BEGIN Data for the task

//! The booking operations callers can perform. Routes translate HTTP into
//! calls to these functions and their errors back into responses.

use log::{debug, error, info, o, warn, Logger};
use time::Date;
use uuid::Uuid;

use crate::booking::request::{BookingRequest, EntryPoint};
use crate::booking::{
    Booking, BookingFilter, BookingStatistics, BookingStatus, NewBooking, PageRequest, Pagination,
};
use crate::db::{Bookings, Catalog, Customers};
use crate::errors::{BookingError, ErrorKind};
use crate::guest;
use crate::policy::{Action, Actor, AuthorizationPolicy, BookingRules};
use crate::pricing;

/// Who is asking, under which policy and rules, and what day it is.
#[derive(Clone, Copy, Debug)]
pub struct Caller<'a> {
    pub actor: Actor,
    pub policy: &'a AuthorizationPolicy,
    pub rules: &'a BookingRules,
    pub today: Date,
}

impl<'a> Caller<'a> {
    fn authorize(&self, action: Action) -> Result<(), BookingError> {
        self.policy.authorize(self.actor, action)
    }
}

/// A page of bookings with the figures needed to page through the rest.
#[derive(Debug)]
pub struct BookingPage {
    pub bookings: Vec<Booking>,
    pub pagination: Pagination,
}

/// Validates, prices and stores a booking request.
///
/// Direct entry requires an administrator; the public entry points don't.
/// Nothing is written unless every check passes, except that a guest
/// customer may be created before a later storage failure.
pub async fn create_booking<D>(
    db: &D,
    logger: &Logger,
    caller: Caller<'_>,
    entry_point: EntryPoint,
    request: BookingRequest,
) -> Result<Booking, BookingError>
where
    D: Catalog + Customers + Bookings + ?Sized,
{
    if entry_point == EntryPoint::Admin {
        caller.authorize(Action::CreateDirect)?;
    }

    let request = request.validate(entry_point, caller.today)?;
    let logger = logger.new(o!("item" => request.reference.to_string()));

    let item = db
        .find_item(request.reference)
        .await?
        .ok_or(BookingError::CatalogItemNotFound(request.reference))?;

    if caller.rules.require_active_items && !item.is_active {
        return Err(BookingError::InactiveCatalogItem(item.reference()));
    }

    let participants =
        pricing::participants(request.participants, caller.rules.participants_below_one)?;

    if caller.rules.enforce_capacity {
        if let Some(capacity) = item.max_participants {
            if participants > capacity {
                return Err(BookingError::CapacityExceeded {
                    requested: participants,
                    capacity,
                });
            }
        }
    }

    let total_price =
        pricing::compute_total(item.unit_price(), participants, request.price_override)?;

    let resolution = guest::resolve(db, &logger, &request.phone, &request.name).await?;
    let customer_id = resolution.customer.id();

    let new_booking = NewBooking {
        id: Uuid::new_v4(),
        customer_id,
        reference: request.reference,
        date: request.date,
        time: request.time,
        participants,
        total_price,
        status: request.initial_status,
        notes: request.notes,
    };
    let logger = logger.new(o!(
        "booking_id" => new_booking.id.to_string(),
        "customer_id" => customer_id.to_string(),
    ));

    debug!(logger, "Saving booking..."; "status" => %new_booking.status, "total_price" => %total_price);
    let booking = db.insert(new_booking).await.map_err(|e| log_failure(&logger, e))?;

    info!(logger, "Created booking"; "entry_point" => ?entry_point, "new_customer" => resolution.created);

    Ok(booking)
}

/// Moves a booking to `target` if the transition table allows it from the
/// booking's current status.
pub async fn transition_booking<D>(
    db: &D,
    logger: &Logger,
    caller: Caller<'_>,
    id: &Uuid,
    target: BookingStatus,
) -> Result<Booking, BookingError>
where
    D: Bookings + ?Sized,
{
    caller.authorize(Action::Transition)?;

    let logger = logger.new(o!("booking_id" => id.to_string()));

    let current = db
        .retrieve(id)
        .await
        .map_err(|e| log_failure(&logger, e))?
        .ok_or(BookingError::BookingNotFound(*id))?
        .status();

    let target = current.transition_to(target).map_err(|e| {
        debug!(logger, "Refused transition"; "error" => %e);
        e
    })?;

    match db
        .compare_and_set_status(id, current, target)
        .await
        .map_err(|e| log_failure(&logger, e))?
    {
        Some(booking) => {
            info!(logger, "Changed booking status"; "from" => %current, "to" => %target);
            Ok(booking)
        }
        None => {
            // the status moved between our read and our write
            let now = db
                .retrieve(id)
                .await
                .map_err(|e| log_failure(&logger, e))?
                .ok_or(BookingError::BookingNotFound(*id))?
                .status();

            warn!(logger, "Booking status changed concurrently"; "expected" => %current, "found" => %now);
            Err(BookingError::StatusChanged {
                id: *id,
                current: now,
            })
        }
    }
}

/// Replaces a booking's notes. Blank notes clear them.
pub async fn update_booking_notes<D>(
    db: &D,
    logger: &Logger,
    caller: Caller<'_>,
    id: &Uuid,
    notes: Option<String>,
) -> Result<Booking, BookingError>
where
    D: Bookings + ?Sized,
{
    caller.authorize(Action::EditNotes)?;

    let logger = logger.new(o!("booking_id" => id.to_string()));
    let notes = notes.and_then(crate::normalization::normalize_text);

    let booking = db
        .update_notes(id, notes)
        .await
        .map_err(|e| log_failure(&logger, e))?
        .ok_or(BookingError::BookingNotFound(*id))?;

    debug!(logger, "Updated booking notes");

    Ok(booking)
}

pub async fn get_booking<D>(
    db: &D,
    caller: Caller<'_>,
    id: &Uuid,
) -> Result<Booking, BookingError>
where
    D: Bookings + ?Sized,
{
    caller.authorize(Action::Read)?;

    db.retrieve(id)
        .await?
        .ok_or(BookingError::BookingNotFound(*id))
}

pub async fn list_bookings<D>(
    db: &D,
    caller: Caller<'_>,
    filter: BookingFilter,
    page: PageRequest,
) -> Result<BookingPage, BookingError>
where
    D: Bookings + ?Sized,
{
    caller.authorize(Action::Read)?;

    let (bookings, total) = db.list(filter, page).await?;

    Ok(BookingPage {
        bookings,
        pagination: Pagination::new(page, total),
    })
}

/// Removes a booking outright. This is housekeeping, not a status change.
pub async fn delete_booking<D>(
    db: &D,
    logger: &Logger,
    caller: Caller<'_>,
    id: &Uuid,
) -> Result<(), BookingError>
where
    D: Bookings + ?Sized,
{
    caller.authorize(Action::Delete)?;

    let logger = logger.new(o!("booking_id" => id.to_string()));

    db.delete(id).await.map_err(|e| log_failure(&logger, e))?;
    info!(logger, "Deleted booking");

    Ok(())
}

pub async fn statistics<D>(db: &D, caller: Caller<'_>) -> Result<BookingStatistics, BookingError>
where
    D: Bookings + ?Sized,
{
    caller.authorize(Action::Read)?;

    db.statistics(caller.today).await
}

fn log_failure(logger: &Logger, e: BookingError) -> BookingError {
    if e.kind() == ErrorKind::Persistence {
        error!(logger, "Storage failure"; "error" => ?e);
    }

    e
}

END Data for the task

To do: Copy out every line in the listing where the word "derive" appears.

Exercise answer:
#[derive(Clone, Copy, Debug)]
#[derive(Debug)]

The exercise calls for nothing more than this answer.